* [GIVEN RECORDS]:
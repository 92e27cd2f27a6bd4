//! Gap finder: locates an unoccupied byte range inside a container's
//! child list.
//!
//! Ported from `ebml/container.py`'s `Container.find_gap`.

use crate::sizing;
use crate::tree::{ElementId, Tree};

/// A qualifying gap: its start position (relative to the parent's data
/// area), its size, and the child immediately preceding it (`None` if the
/// gap is at the very start of the region).
#[derive(Debug, Clone, Copy)]
pub struct Gap {
    /// Position of the gap's first byte.
    pub pos: i64,
    /// Size of the gap in bytes.
    pub size: u64,
    /// The child the gap immediately follows, if any.
    pub prev: Option<ElementId>,
}

/// Find the smallest gap of at least `size` bytes (ties broken by
/// earliest start) within `[start, start+region_size)` of `parent`'s
/// children, ignoring Void children.
///
/// `shrink`: treat each child's effective end as `pos + min_total_size()`
/// rather than its current total size — used when probing whether a
/// predecessor could be shrunk to make room.
///
/// `one_byte_ok`: also accept a gap exactly one byte larger than `size`
/// (the caller must then grow the placed element by one byte, since a
/// gap of exactly one leftover byte cannot be filled by a Void).
pub fn find_gap(
    tree: &Tree,
    parent: ElementId,
    size: u64,
    start: i64,
    region_size: Option<u64>,
    shrink: bool,
    one_byte_ok: bool,
) -> Option<Gap> {
    let region_end = region_size.map(|r| start + r as i64);
    let mut intervals: Vec<(i64, i64, ElementId)> = tree
        .children(parent)
        .into_iter()
        .filter(|&c| !tree.is_void(c))
        .map(|c| {
            let pos = tree.pos_relative(c);
            let len = if shrink {
                sizing::min_total_size(tree, c)
            } else {
                tree.total_size(c)
            };
            (pos, pos + len as i64, c)
        })
        .filter(|&(pos, end, _)| end > start && region_end.is_none_or(|re| pos < re))
        .collect();
    intervals.sort_by_key(|&(pos, _, _)| pos);

    let qualifies = |gap_size: u64| -> bool {
        gap_size == size || gap_size >= size + 2 || (gap_size == size + 1 && one_byte_ok)
    };

    let mut best: Option<Gap> = None;
    let mut consider = |pos: i64, end: i64, prev: Option<ElementId>, best: &mut Option<Gap>| {
        if end <= pos {
            return;
        }
        let gap_size = (end - pos) as u64;
        if qualifies(gap_size) && best.map(|b| gap_size < b.size).unwrap_or(true) {
            *best = Some(Gap {
                pos,
                size: gap_size,
                prev,
            });
        }
    };

    let mut cur_pos = start;
    let mut prev = None;
    for &(pos, end, child) in &intervals {
        consider(cur_pos, pos, prev, &mut best);
        cur_pos = cur_pos.max(end);
        prev = Some(child);
    }
    let tail_end = region_end.unwrap_or(i64::MAX);
    consider(cur_pos, tail_end, prev, &mut best);
    best
}

#[cfg(test)]
mod tests {
    use super::*;
    use crate::header::Header;
    use crate::tree::{Kind, Node, ReadState};

    /// Allocates an atomic child whose *total* encoded size (id + size
    /// VINT + data) is exactly `total_size`. `0x80` is a 1-byte id, and
    /// every `total_size` used below stays under 127 bytes of data, so the
    /// size VINT is always 1 byte too: the header overhead is a fixed 2
    /// bytes, and `data_size = total_size - 2`.
    fn atomic_at(tree: &mut Tree, parent: ElementId, pos: i64, total_size: u64) -> ElementId {
        let data_size = total_size - 2;
        let n = Node {
            header: Header::minimal(0x80, data_size).unwrap(),
            name: "X",
            parent: None,
            pos_relative: pos,
            state: ReadState::Loaded,
            original: None,
            forced_dirty: false,
            kind: Kind::Atomic(crate::tree::Value::Binary(vec![0; data_size as usize])),
        };
        let id = tree.alloc(n);
        tree.add_child(parent, id);
        id
    }

    fn master(tree: &mut Tree) -> ElementId {
        let n = Node {
            header: Header::minimal(0x18538067, 0).unwrap(),
            name: "Segment",
            parent: None,
            pos_relative: 0,
            state: ReadState::Loaded,
            original: None,
            forced_dirty: false,
            kind: Kind::Master {
                children: crate::childlist::SortedList::new(),
            },
        };
        tree.alloc(n)
    }

    #[test]
    fn finds_middle_gap() {
        let mut tree = Tree::new();
        let p = master(&mut tree);
        atomic_at(&mut tree, p, 0, 5);
        atomic_at(&mut tree, p, 10, 5); // gap [5,10) size 5
        let g = find_gap(&tree, p, 5, 0, None, false, false).unwrap();
        assert_eq!(g.pos, 5);
        assert_eq!(g.size, 5);
    }

    #[test]
    fn one_byte_gap_rejected_without_flag() {
        let mut tree = Tree::new();
        let p = master(&mut tree);
        atomic_at(&mut tree, p, 0, 5);
        atomic_at(&mut tree, p, 9, 5); // gap [5,9) size 4, want size 3 -> qualifies only w/ one_byte_ok
        assert!(find_gap(&tree, p, 3, 0, None, false, false).is_none());
        assert!(find_gap(&tree, p, 3, 0, None, false, true).is_some());
    }
}
/// One node in the element tree.
#[derive(Debug, Clone)]
pub struct Node {
    pub(crate) header: Header,
    pub(crate) name: &'static str,
    pub(crate) parent: Option<ElementId>,
    pub(crate) pos_relative: i64,
    pub(crate) state: ReadState,
    pub(crate) original: Option<Snapshot>,
    pub(crate) forced_dirty: bool,
    pub(crate) kind: Kind,
}

/// An element tree: an arena of [`Node`]s plus the index of the root
/// (always an `EBML` master at the top).
#[derive(Debug, Clone, Default)]
pub struct Tree {
    nodes: Vec<Node>,
}
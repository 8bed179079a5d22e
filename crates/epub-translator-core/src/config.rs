use serde::{Deserialize, Serialize};
use std::path::{Path, PathBuf};
use std::str::FromStr;

use crate::error::{Error, Result};

/// Target language as given to the model.
///
/// The model is told the name verbatim, so any language name works
/// ("English", "Bahasa Indonesia", ...).
#[derive(Debug, Clone, PartialEq, Eq, Hash, Serialize, Deserialize)]
#[serde(transparent)]
pub struct Lang(pub String);

impl Lang {
    pub fn new(name: impl Into<String>) -> Self {
        Self(name.into())
    }

    pub fn as_str(&self) -> &str {
        &self.0
    }

    /// Filesystem-safe form used in cache file names.
    pub fn slug(&self) -> String {
        let slug: String = self
            .0
            .trim()
            .to_lowercase()
            .chars()
            .map(|c| if c.is_alphanumeric() { c } else { '-' })
            .collect();
        if slug.is_empty() { "unknown".to_string() } else { slug }
    }
}

impl std::fmt::Display for Lang {
    fn fmt(&self, f: &mut std::fmt::Formatter<'_>) -> std::fmt::Result {
        write!(f, "{}", self.0)
    }
}

impl From<&str> for Lang {
    fn from(s: &str) -> Self {
        Self(s.to_string())
    }
}

impl From<String> for Lang {
    fn from(s: String) -> Self {
        Self(s)
    }
}

impl From<TargetLanguage> for Lang {
    fn from(lang: TargetLanguage) -> Self {
        Self::new(lang.name())
    }
}

/// The closed set of target languages accepted by the HTTP API.
#[derive(Debug, Clone, Copy, PartialEq, Eq, Hash, Default, Serialize, Deserialize)]
pub enum TargetLanguage {
    English,
    #[default]
    Indonesian,
    Malay,
    Japanese,
    Korean,
}

impl TargetLanguage {
    pub const fn all() -> [Self; 5] {
        [
            Self::English,
            Self::Indonesian,
            Self::Malay,
            Self::Japanese,
            Self::Korean,
        ]
    }

    /// English name, as used in prompts and API payloads
    pub const fn name(self) -> &'static str {
        match self {
            Self::English => "English",
            Self::Indonesian => "Indonesian",
            Self::Malay => "Malay",
            Self::Japanese => "Japanese",
            Self::Korean => "Korean",
        }
    }

    /// ISO 639-1 code
    pub const fn code(self) -> &'static str {
        match self {
            Self::English => "en",
            Self::Indonesian => "id",
            Self::Malay => "ms",
            Self::Japanese => "ja",
            Self::Korean => "ko",
        }
    }
}

impl std::fmt::Display for TargetLanguage {
    fn fmt(&self, f: &mut std::fmt::Formatter<'_>) -> std::fmt::Result {
        f.write_str(self.name())
    }
}

impl FromStr for TargetLanguage {
    type Err = Error;

    fn from_str(s: &str) -> Result<Self> {
        let wanted = s.trim();
        Self::all()
            .into_iter()
            .find(|lang| {
                lang.name().eq_ignore_ascii_case(wanted) || lang.code().eq_ignore_ascii_case(wanted)
            })
            .ok_or_else(|| Error::TranslationUnsupportedLanguage(wanted.to_string()))
    }
}

/// How prompts are sent to the model server.
#[derive(Debug, Clone, Copy, PartialEq, Eq, Default, Serialize, Deserialize)]
#[serde(rename_all = "lowercase")]
pub enum PromptMode {
    /// Instruction-tuned chat models via `/chat/completions`
    #[default]
    Chat,
    /// Plain causal models via `/completions`, answer follows `Translation:`
    Completion,
}

impl FromStr for PromptMode {
    type Err = Error;

    fn from_str(s: &str) -> Result<Self> {
        match s.trim().to_lowercase().as_str() {
            "chat" => Ok(Self::Chat),
            "completion" | "completions" => Ok(Self::Completion),
            other => Err(Error::ConfigInvalid {
                field: "translator.mode".to_string(),
                reason: format!("unknown prompt mode '{other}'"),
            }),
        }
    }
}

/// Translator backend configuration for OpenAI-compatible APIs.
///
/// Supports llama.cpp, Ollama, vLLM, TGI and any other server that exposes the
/// OpenAI completion endpoints for a pretrained model.
#[derive(Debug, Clone, Serialize, Deserialize)]
#[serde(default)]
pub struct TranslatorConfig {
    pub api_base: String,
    pub api_key: Option<String>,
    pub model: String,
    pub mode: PromptMode,
    pub system_prompt: String,
    pub max_tokens: u32,
    pub temperature: f32,
    pub timeout_secs: u64,
    pub retry_count: u32,
    pub retry_delay_ms: u64,
}

pub const DEFAULT_MODEL: &str = "Qwen/Qwen2-1.5B-Instruct";
pub const DEFAULT_API_BASE: &str = "http://localhost:8080/v1";
pub const DEFAULT_SYSTEM_PROMPT: &str = "You are an expert translator.";

impl TranslatorConfig {
    /// Create a new translator config
    pub fn new(
        api_base: impl Into<String>,
        api_key: Option<String>,
        model: impl Into<String>,
    ) -> Self {
        Self {
            api_base: api_base.into(),
            api_key,
            model: model.into(),
            ..Default::default()
        }
    }

    pub fn validate(&self) -> Result<()> {
        if self.api_base.trim().is_empty() {
            return Err(Error::ConfigInvalid {
                field: "translator.api_base".to_string(),
                reason: "must not be empty".to_string(),
            });
        }
        if self.model.trim().is_empty() {
            return Err(Error::ConfigInvalid {
                field: "translator.model".to_string(),
                reason: "must not be empty".to_string(),
            });
        }
        if self.retry_count == 0 {
            return Err(Error::ConfigInvalid {
                field: "translator.retry_count".to_string(),
                reason: "must be at least 1".to_string(),
            });
        }
        Ok(())
    }
}

impl Default for TranslatorConfig {
    fn default() -> Self {
        Self {
            api_base: DEFAULT_API_BASE.to_string(),
            api_key: None,
            model: DEFAULT_MODEL.to_string(),
            mode: PromptMode::Chat,
            system_prompt: DEFAULT_SYSTEM_PROMPT.to_string(),
            max_tokens: 1024,
            // Greedy decoding
            temperature: 0.0,
            timeout_secs: 300,
            retry_count: 3,
            retry_delay_ms: 1000,
        }
    }
}

/// Cache configuration
#[derive(Debug, Clone, Serialize, Deserialize)]
#[serde(default)]
pub struct CacheConfig {
    /// Directory holding `*.translation_cache.json` files
    /// (defaults to $XDG_CACHE_HOME/epub-translator)
    pub dir: Option<PathBuf>,

    /// Disable to always call the model
    pub enabled: bool,

    /// Enable the in-memory layer in front of the JSON files
    pub memory_enabled: bool,

    /// Maximum memory cache entries
    pub memory_max_entries: u64,

    /// Memory cache TTL in seconds (0 = no expiry)
    pub memory_ttl_seconds: u64,

    /// How long scanned chunk lists are kept (0 = no expiry)
    pub scan_ttl_seconds: u64,

    /// Maximum number of scanned books kept in memory
    pub scan_max_books: u64,
}

impl CacheConfig {
    pub fn resolved_dir(&self) -> PathBuf {
        self.dir
            .clone()
            .unwrap_or_else(crate::util::translation_cache_path)
    }
}

impl Default for CacheConfig {
    fn default() -> Self {
        Self {
            dir: None,
            enabled: true,
            memory_enabled: true,
            memory_max_entries: 10_000,
            memory_ttl_seconds: 0,
            scan_ttl_seconds: 3600,
            scan_max_books: 64,
        }
    }
}

/// How an EPUB is cut into chunks.
#[derive(Debug, Clone, Copy, PartialEq, Eq, Default, Serialize, Deserialize)]
#[serde(rename_all = "lowercase")]
pub enum ChunkStrategy {
    /// Unique sentences from every text node, sorted
    #[default]
    Sentences,
    /// Arabic paragraph runs packed up to `max_chunk_chars`, in reading order
    Paragraphs,
}

impl FromStr for ChunkStrategy {
    type Err = Error;

    fn from_str(s: &str) -> Result<Self> {
        match s.trim().to_lowercase().as_str() {
            "sentences" | "sentence" => Ok(Self::Sentences),
            "paragraphs" | "paragraph" => Ok(Self::Paragraphs),
            other => Err(Error::ConfigInvalid {
                field: "extraction.strategy".to_string(),
                reason: format!("unknown chunk strategy '{other}'"),
            }),
        }
    }
}

/// Text extraction configuration
#[derive(Debug, Clone, Serialize, Deserialize)]
#[serde(default)]
pub struct ExtractionConfig {
    pub strategy: ChunkStrategy,
    /// Sentences with fewer words are dropped
    pub min_words: usize,
    /// Upper bound for packed paragraph chunks, in characters
    pub max_chunk_chars: usize,
    /// Shortest Arabic run kept by the paragraph strategy, in characters
    pub min_run_chars: usize,
    pub min_sentence_chars: Option<usize>,
    pub max_sentence_chars: Option<usize>,
}

impl Default for ExtractionConfig {
    fn default() -> Self {
        Self {
            strategy: ChunkStrategy::Sentences,
            min_words: 3,
            max_chunk_chars: 256,
            min_run_chars: 40,
            min_sentence_chars: None,
            max_sentence_chars: None,
        }
    }
}

/// Application configuration
#[derive(Debug, Clone, Default, Serialize, Deserialize)]
#[serde(default)]
pub struct AppConfig {
    /// Default target language
    pub target_language: TargetLanguage,

    /// Translator backend configuration
    pub translator: TranslatorConfig,

    /// Cache configuration
    pub cache: CacheConfig,

    /// Chunk extraction configuration
    pub extraction: ExtractionConfig,
}

/// Prefix for environment overrides, e.g. `EPUB_TRANSLATOR__TRANSLATOR__MODEL`
pub const ENV_PREFIX: &str = "EPUB_TRANSLATOR";

impl AppConfig {
    /// Load configuration from a single TOML file
    pub fn from_file(path: impl AsRef<Path>) -> Result<Self> {
        let path = path.as_ref();
        let content = std::fs::read_to_string(path).map_err(|e| {
            Error::ConfigLoad(format!("Failed to read config file {}: {}", path.display(), e))
        })?;

        toml::from_str(&content)
            .map_err(|e| Error::ConfigLoad(format!("Failed to parse config: {e}")))
    }

    /// Load from default locations, lowest priority first:
    /// ~/.config/epub-translator/config.toml, ./config.toml, then
    /// `EPUB_TRANSLATOR__*` environment variables.
    pub fn load() -> Result<Self> {
        let mut files = Vec::new();
        if let Some(config_dir) = crate::util::config_dir() {
            files.push(config_dir.join("epub-translator").join("config.toml"));
        }
        files.push(PathBuf::from("config.toml"));
        Self::load_layered(&files)
    }

    /// Layer the given TOML files (missing ones are skipped) and the environment.
    pub fn load_layered(files: &[PathBuf]) -> Result<Self> {
        let mut builder = config::Config::builder();
        for file in files {
            if file.exists() {
                tracing::debug!("Loading config from {}", file.display());
            }
            builder = builder.add_source(
                config::File::from(file.as_path())
                    .format(config::FileFormat::Toml)
                    .required(false),
            );
        }

        let settings = builder
            .add_source(
                config::Environment::with_prefix(ENV_PREFIX)
                    .separator("__")
                    .try_parsing(true),
            )
            .build()
            .map_err(|e| Error::ConfigLoad(e.to_string()))?;

        settings
            .try_deserialize()
            .map_err(|e| Error::ConfigLoad(e.to_string()))
    }
}

#[cfg(test)]
mod tests {
    use super::*;

    #[test]
    fn test_target_language_parsing() {
        assert_eq!("English".parse::<TargetLanguage>().unwrap(), TargetLanguage::English);
        assert_eq!("korean".parse::<TargetLanguage>().unwrap(), TargetLanguage::Korean);
        assert_eq!("id".parse::<TargetLanguage>().unwrap(), TargetLanguage::Indonesian);
        assert!("Klingon".parse::<TargetLanguage>().is_err());
    }

    #[test]
    fn test_target_language_default_is_indonesian() {
        assert_eq!(TargetLanguage::default(), TargetLanguage::Indonesian);
    }

    #[test]
    fn test_target_language_serde_uses_name() {
        let json = serde_json::to_string(&TargetLanguage::Malay).unwrap();
        assert_eq!(json, "\"Malay\"");
    }

    #[test]
    fn test_lang_slug() {
        assert_eq!(Lang::new("English").slug(), "english");
        assert_eq!(Lang::new("Bahasa Indonesia").slug(), "bahasa-indonesia");
        assert_eq!(Lang::new("  ").slug(), "unknown");
    }

    #[test]
    fn test_defaults() {
        let config = AppConfig::default();
        assert_eq!(config.translator.model, DEFAULT_MODEL);
        assert_eq!(config.translator.mode, PromptMode::Chat);
        assert_eq!(config.extraction.min_words, 3);
        assert_eq!(config.extraction.max_chunk_chars, 256);
        assert!(config.cache.enabled);
    }

    #[test]
    fn test_from_file_partial_toml() {
        let dir = tempfile::tempdir().unwrap();
        let path = dir.path().join("config.toml");
        std::fs::write(
            &path,
            "target_language = \"English\"\n\n[translator]\nmodel = \"bigscience/bloomz-7b1-mt\"\nmode = \"completion\"\n\n[extraction]\nstrategy = \"paragraphs\"\n",
        )
        .unwrap();

        let config = AppConfig::from_file(&path).unwrap();
        assert_eq!(config.target_language, TargetLanguage::English);
        assert_eq!(config.translator.model, "bigscience/bloomz-7b1-mt");
        assert_eq!(config.translator.mode, PromptMode::Completion);
        assert_eq!(config.translator.api_base, DEFAULT_API_BASE);
        assert_eq!(config.extraction.strategy, ChunkStrategy::Paragraphs);
    }

    #[test]
    fn test_load_layered_later_file_wins() {
        let dir = tempfile::tempdir().unwrap();
        let first = dir.path().join("first.toml");
        let second = dir.path().join("second.toml");
        std::fs::write(&first, "[translator]\nmodel = \"a\"\nretry_count = 7\n").unwrap();
        std::fs::write(&second, "[translator]\nmodel = \"b\"\n").unwrap();

        let config =
            AppConfig::load_layered(&[first, second, dir.path().join("missing.toml")]).unwrap();
        assert_eq!(config.translator.model, "b");
        assert_eq!(config.translator.retry_count, 7);
    }

    #[test]
    fn test_validate_rejects_empty_model() {
        let config = TranslatorConfig::new("http://localhost:8080/v1", None, "");
        assert!(config.validate().is_err());
    }

    #[test]
    fn test_strategy_and_mode_parse() {
        assert_eq!("paragraphs".parse::<ChunkStrategy>().unwrap(), ChunkStrategy::Paragraphs);
        assert_eq!("completion".parse::<PromptMode>().unwrap(), PromptMode::Completion);
        assert!("other".parse::<PromptMode>().is_err());
    }
}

* [TASK DESCRIPTION]:
Using the records above, pull out each line where the word "derive" occurs.

* [WRITTEN REPLY]:
#[derive(Debug, Clone, Copy)]
#[derive(Debug, Clone)]
#[derive(Debug, Clone, Default)]
#[derive(Debug, Clone, PartialEq, Eq, Hash, Serialize, Deserialize)]
#[derive(Debug, Clone, Copy, PartialEq, Eq, Hash, Default, Serialize, Deserialize)]
#[derive(Debug, Clone, Copy, PartialEq, Eq, Default, Serialize, Deserialize)]
#[derive(Debug, Clone, Serialize, Deserialize)]
#[derive(Debug, Clone, Serialize, Deserialize)]
#[derive(Debug, Clone, Copy, PartialEq, Eq, Default, Serialize, Deserialize)]
#[derive(Debug, Clone, Serialize, Deserialize)]
#[derive(Debug, Clone, Default, Serialize, Deserialize)]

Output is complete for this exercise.